**Stored data entries**
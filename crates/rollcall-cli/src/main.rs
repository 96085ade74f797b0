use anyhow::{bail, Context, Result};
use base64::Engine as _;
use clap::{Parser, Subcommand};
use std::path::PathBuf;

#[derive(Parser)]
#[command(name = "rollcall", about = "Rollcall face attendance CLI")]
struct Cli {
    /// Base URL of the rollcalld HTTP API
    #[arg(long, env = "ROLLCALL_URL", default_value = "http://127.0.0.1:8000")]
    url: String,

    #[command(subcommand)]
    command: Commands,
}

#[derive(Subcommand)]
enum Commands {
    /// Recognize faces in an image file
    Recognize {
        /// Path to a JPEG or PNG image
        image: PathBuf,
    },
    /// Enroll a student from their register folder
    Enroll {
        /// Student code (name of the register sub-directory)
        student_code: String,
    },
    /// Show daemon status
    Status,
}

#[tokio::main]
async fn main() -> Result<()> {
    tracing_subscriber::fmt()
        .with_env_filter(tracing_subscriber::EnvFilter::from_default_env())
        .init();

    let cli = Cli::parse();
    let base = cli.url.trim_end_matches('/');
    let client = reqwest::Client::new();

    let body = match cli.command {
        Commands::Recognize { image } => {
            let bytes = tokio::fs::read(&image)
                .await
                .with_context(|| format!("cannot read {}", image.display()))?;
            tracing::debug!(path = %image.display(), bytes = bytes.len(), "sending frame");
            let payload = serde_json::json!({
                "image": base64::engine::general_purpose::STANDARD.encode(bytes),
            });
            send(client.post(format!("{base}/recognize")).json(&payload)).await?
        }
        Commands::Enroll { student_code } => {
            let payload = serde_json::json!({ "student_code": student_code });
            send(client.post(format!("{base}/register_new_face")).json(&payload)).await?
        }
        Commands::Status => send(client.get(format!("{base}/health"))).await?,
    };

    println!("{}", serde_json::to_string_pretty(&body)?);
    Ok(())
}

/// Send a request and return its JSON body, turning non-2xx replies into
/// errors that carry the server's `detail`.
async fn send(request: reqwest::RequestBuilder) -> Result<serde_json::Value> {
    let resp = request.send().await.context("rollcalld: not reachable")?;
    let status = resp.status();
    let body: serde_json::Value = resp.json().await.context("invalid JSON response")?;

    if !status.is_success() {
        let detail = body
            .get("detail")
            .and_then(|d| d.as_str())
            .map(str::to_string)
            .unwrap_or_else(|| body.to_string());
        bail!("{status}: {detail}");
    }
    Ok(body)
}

**Task to carry out**
Review the preceding data and report every line that includes the string "request".

**Exercise output**
/// Send a request and return its JSON body, turning non-2xx replies into
async fn send(request: reqwest::RequestBuilder) -> Result<serde_json::Value> {
    let resp = request.send().await.context("rollcalld: not reachable")?;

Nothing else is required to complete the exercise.